Although we don't believe in timing the market or panicking over market movements, we do like to keep an eye on big changes -- just in case they're material to our investing thesis.
The endless rally of 2013 continued today, with a mixture of post-holiday euphoria and an improving jobs picture pushing the broad-based S&P 500 (SNPINDEX: ^GSPC ) to a fresh all-time high.
No piece of economic data was more critical to today's rally than the initial jobless claims figure for the week ending Dec. 21, which fell by a whopping 42,000 over the previous week to a seasonally adjusted 338,000. You should understand that hiring around the holiday season is often erratic, so seeing a big jump or drop in these figures should come with a grain of salt. However, following a claim jump of 82,000 over the previous couple of weeks, skittish investors who were worried about the jobs market can likely calm down a bit.
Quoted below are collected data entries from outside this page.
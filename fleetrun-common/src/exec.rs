//! Remote command execution, direct or through the relay host.
//!
//! A non-zero remote exit is a normal [`ExecResult`]. Only a missing relay
//! target or a local spawn failure is an [`ExecError`].

use crate::errors::ExecError;
use crate::transport::{
    ProcessRunner, RunOutcome, ShellRunner, SshOptions, TIMEOUT_EXIT_CODE, relay_command_line,
    ssh_command_line,
};
use crate::util::mask_sensitive_command;
use futures::stream::{self, StreamExt, TryStreamExt};
use serde::Serialize;
use std::time::Duration;
use tracing::{debug, info, warn};

/// Prefix of stderr when the local timeout fired.
pub const TIMEOUT_MARKER: &str = "Command timed out after";

/// Default per-command timeout.
pub const DEFAULT_COMMAND_TIMEOUT: Duration = Duration::from_secs(60);

/// Default upper bound on concurrent hosts during fan-out.
pub const DEFAULT_MAX_PARALLEL: usize = 8;

/// Captured result of one remote command.
#[derive(Debug, Clone, PartialEq, Eq, Serialize)]
pub struct ExecResult {
    pub stdout: String,
    pub stderr: String,
    pub exit_code: i32,
}

impl ExecResult {
    pub fn success(&self) -> bool {
        self.exit_code == 0
    }

    /// True only for a local timeout kill, not a remote process that
    /// exited with 124 on its own.
    pub fn timed_out(&self) -> bool {
        self.exit_code == TIMEOUT_EXIT_CODE && self.stderr.starts_with(TIMEOUT_MARKER)
    }

    /// stdout followed by stderr.
    pub fn combined_output(&self) -> String {
        let mut out = String::with_capacity(self.stdout.len() + self.stderr.len());
        out.push_str(&self.stdout);
        out.push_str(&self.stderr);
        out
    }

    fn timeout(timeout: Duration, stdout: String, stderr: String) -> Self {
        Self {
            stdout,
            stderr: format!("{} {}ms\n{}", TIMEOUT_MARKER, timeout.as_millis(), stderr),
            exit_code: TIMEOUT_EXIT_CODE,
        }
    }
}

/// Executor settings.
#[derive(Debug, Clone)]
pub struct ExecConfig {
    pub default_timeout: Duration,
    pub ssh: SshOptions,
    /// Agent binary name; its "command not found" message triggers the
    /// relay fallback.
    pub agent_bin: String,
    pub max_parallel: usize,
}

impl Default for ExecConfig {
    fn default() -> Self {
        Self {
            default_timeout: DEFAULT_COMMAND_TIMEOUT,
            ssh: SshOptions::default(),
            agent_bin: crate::config::DEFAULT_AGENT_BIN.to_string(),
            max_parallel: DEFAULT_MAX_PARALLEL,
        }
    }
}

/// Runs commands on fleet hosts over ssh.
///
/// Holds the relay address and an optional relay target. Cloning is cheap
/// and retargeting via [`RemoteExecutor::with_target`] leaves the original
/// untouched.
#[derive(Debug, Clone)]
pub struct RemoteExecutor<R: ProcessRunner = ShellRunner> {
    runner: R,
    config: ExecConfig,
    relay: String,
    target: Option<String>,
}

impl<R: ProcessRunner> RemoteExecutor<R> {
    pub fn new(runner: R, config: ExecConfig, relay: impl Into<String>) -> Self {
        Self {
            runner,
            config,
            relay: relay.into(),
            target: None,
        }
    }

    /// Copy of this executor that relays to `target`.
    pub fn with_target(&self, target: impl Into<String>) -> Self {
        Self {
            target: Some(target.into()),
            ..self.clone()
        }
    }

    pub fn relay(&self) -> &str {
        &self.relay
    }

    pub fn target(&self) -> Option<&str> {
        self.target.as_deref()
    }

    pub fn config(&self) -> &ExecConfig {
        &self.config
    }

    pub fn runner(&self) -> &R {
        &self.runner
    }

    /// Single-hop execution on `host`.
    pub async fn execute(
        &self,
        host: &str,
        command: &str,
        timeout: Option<Duration>,
    ) -> Result<ExecResult, ExecError> {
        let line = ssh_command_line(host, command, &self.config.ssh);
        info!("[SSH {}] {}", host, mask_sensitive_command(command));
        self.run_line(host, &line, timeout).await
    }

    /// Single-hop execution on the relay host itself.
    pub async fn execute_on_relay(
        &self,
        command: &str,
        timeout: Option<Duration>,
    ) -> Result<ExecResult, ExecError> {
        self.execute(&self.relay, command, timeout).await
    }

    /// Two-hop execution: local → relay → target.
    ///
    /// When the relayed attempt fails and stderr shows the relay path
    /// itself is broken (the agent is not found, or a path is missing),
    /// the command is re-issued directly to the target and that result is
    /// returned instead.
    pub async fn execute_via_relay(
        &self,
        command: &str,
        timeout: Option<Duration>,
    ) -> Result<ExecResult, ExecError> {
        let target = self.target.as_deref().ok_or(ExecError::NoTarget)?;
        let line = relay_command_line(&self.relay, target, command, &self.config.ssh);
        info!(
            "[SSH {} → {}] {}",
            self.relay,
            target,
            mask_sensitive_command(command)
        );

        let result = self.run_line(target, &line, timeout).await?;
        if !result.success() && self.is_broken_relay(&result.stderr) {
            warn!(
                relay = %self.relay,
                target = %target,
                exit_code = result.exit_code,
                "Relay hop broken ({} not reachable through relay), falling back to direct ssh",
                self.config.agent_bin
            );
            return self.execute(target, command, timeout).await;
        }
        Ok(result)
    }

    /// Run `command` on every host with bounded parallelism.
    ///
    /// Results come back in the order of `hosts`. A spawn failure on any
    /// host fails the whole call.
    pub async fn execute_on_all(
        &self,
        hosts: &[String],
        command: &str,
        timeout: Option<Duration>,
    ) -> Result<Vec<(String, ExecResult)>, ExecError> {
        stream::iter(hosts.iter().cloned())
            .map(|host| async move {
                let result = self.execute(&host, command, timeout).await?;
                Ok::<_, ExecError>((host, result))
            })
            .buffered(self.config.max_parallel.max(1))
            .try_collect()
            .await
    }

    fn is_broken_relay(&self, stderr: &str) -> bool {
        let not_found = format!("{}: command not found", self.config.agent_bin);
        stderr.contains(&not_found) || stderr.contains("No such file or directory")
    }

    async fn run_line(
        &self,
        host: &str,
        line: &str,
        timeout: Option<Duration>,
    ) -> Result<ExecResult, ExecError> {
        let timeout = timeout.unwrap_or(self.config.default_timeout);
        let outcome =
            self.runner
                .run(line, timeout)
                .await
                .map_err(|source| ExecError::Spawn {
                    host: host.to_string(),
                    source,
                })?;

        let result = match outcome {
            RunOutcome::Completed {
                stdout,
                stderr,
                exit_code,
            } => ExecResult {
                stdout,
                stderr,
                exit_code,
            },
            RunOutcome::TimedOut { stdout, stderr } => {
                warn!(host = %host, timeout_ms = timeout.as_millis() as u64, "Command timed out");
                ExecResult::timeout(timeout, stdout, stderr)
            }
        };

        debug!(
            host = %host,
            exit_code = result.exit_code,
            stdout = %result.stdout.trim_end(),
            stderr = %mask_sensitive_command(result.stderr.trim_end()),
            "Command finished"
        );
        Ok(result)
    }
}
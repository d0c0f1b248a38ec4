use crate::constants::BLOCK_PALETTE;
use rand::prelude::*;
use std::fmt;

/// Stable identity of a generated block. Ids are never reused, even after the
/// block sequence is cleared.
#[derive(Clone, Copy, Debug, PartialEq, Eq, Hash, PartialOrd, Ord)]
pub struct BlockId(pub u64);

impl fmt::Display for BlockId {
    fn fmt(&self, f: &mut fmt::Formatter<'_>) -> fmt::Result {
        write!(f, "{}", self.0)
    }
}

#[derive(Clone, Copy, Debug, PartialEq, Eq, Hash)]
pub enum BlockColor {
    Red,
    Green,
    Blue,
    Yellow,
    Grey,
}

impl BlockColor {
    #[inline]
    pub fn css_name(self) -> &'static str {
        match self {
            BlockColor::Red => "red",
            BlockColor::Green => "green",
            BlockColor::Blue => "blue",
            BlockColor::Yellow => "yellow",
            BlockColor::Grey => "grey",
        }
    }
}

#[derive(Clone, Debug, PartialEq, Eq)]
pub struct Block {
    pub id: BlockId,
    pub height: u32,
    pub color: BlockColor,
}

/// Produce `count` blocks with uniformly random heights in
/// `height_min..=height_max` and colors drawn with replacement from the palette.
///
/// `next_id` is advanced once per block.
pub fn generate_blocks<R: Rng + ?Sized>(
    rng: &mut R,
    next_id: &mut u64,
    count: usize,
    height_min: u32,
    height_max: u32,
) -> Vec<Block> {
    let (lo, hi) = if height_min <= height_max {
        (height_min, height_max)
    } else {
        (height_max, height_min)
    };
    (0..count)
        .map(|_| {
            let id = BlockId(*next_id);
            *next_id += 1;
            Block {
                id,
                height: rng.gen_range(lo..=hi),
                color: *BLOCK_PALETTE.choose(rng).unwrap_or(&BlockColor::Grey),
            }
        })
        .collect()
}
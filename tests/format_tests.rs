// Host-side tests for readout formatting.
// The main crate is wasm-only, so we include the pure-Rust modules directly.

#![allow(dead_code)]
mod format {
    include!("../src/format.rs");
}
mod web_constants {
    include!("../src/constants.rs");
}

use format::*;
use web_constants::VOLUME_DECIMALS;

#[test]
fn readout_uses_three_decimals() {
    assert_eq!(VOLUME_DECIMALS, 3);
    assert_eq!(format_volume(0.875, VOLUME_DECIMALS), "0.875");
    assert_eq!(format_volume(1.0, VOLUME_DECIMALS), "1.000");
    assert_eq!(format_volume(0.0, VOLUME_DECIMALS), "0.000");
}

#[test]
fn readout_rounds_to_nearest() {
    assert_eq!(format_volume(0.12345, VOLUME_DECIMALS), "0.123");
    assert_eq!(format_volume(0.9876, VOLUME_DECIMALS), "0.988");
}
With third-quarter GDP rising better than 4% and the unemployment rate at a five-year low, traders seemed perfectly content to push the S&P 500 higher by 8.7 points (0.47%), to close at 1,842.02.
Topping the charts and leading all stocks higher today was small-cap biopharm Inovio Pharmaceuticals (NYSEMKT: INO ) which gained 20.2% by the end of trading. Inovio develops synthetic vaccines to treat infectious diseases and cancer, so interest in the company has been high throughout the year. Although there was no specific development today pushing the stock higher, recent news has certainly served as a strong catalyst to push shares upward. Hedge fund Moore Capital Management, for example, recently disclosed a new position in Inovio in its quarterly 13F SEC filing. With plenty of near-term catalysts expected in 2014 (i.e., clinical trial results) and a number of pre-clinical success stories, you'll want to keep your eyes on Inovio in the upcoming year.
The other two top performers today -- Navios Maritime (NYSE: NM ) , up 10.9%, and DryShips (NASDAQ: DRYS ) , up 12.7% -- both come from the shipping sector and shared something in common with Inovio -- a lack of driving news.
What appears to be pushing both dry-bulk shipping companies higher is the huge rally in the Baltic Dry Index since early August. The latest reading of 2,277 is up nearly 130% in just shy of five months and would portend that higher daily charter rates could be in the offing. Navios Maritime and especially DryShips have been gun-shy about locking in long-term leasing rates at historically low BDI levels, so this new surge in the index could allow these companies to secure longer contracts at better dayrates.
I would, however, strongly suggest you keep in mind two factors with the shipping sector. First, debt is a formidable concern for many of these companies. Navios' approximately $1.2 billion in net debt isn't unmanageable, but DryShips' $4.8 billion in net debt is downright scary! The other factor is that ship overcapacity isn't likely to remedy itself with the retirement of older ships for at least the next couple of years. This means that a rebound in the BDI probably isn't going to be a quick fix for the sector as a whole.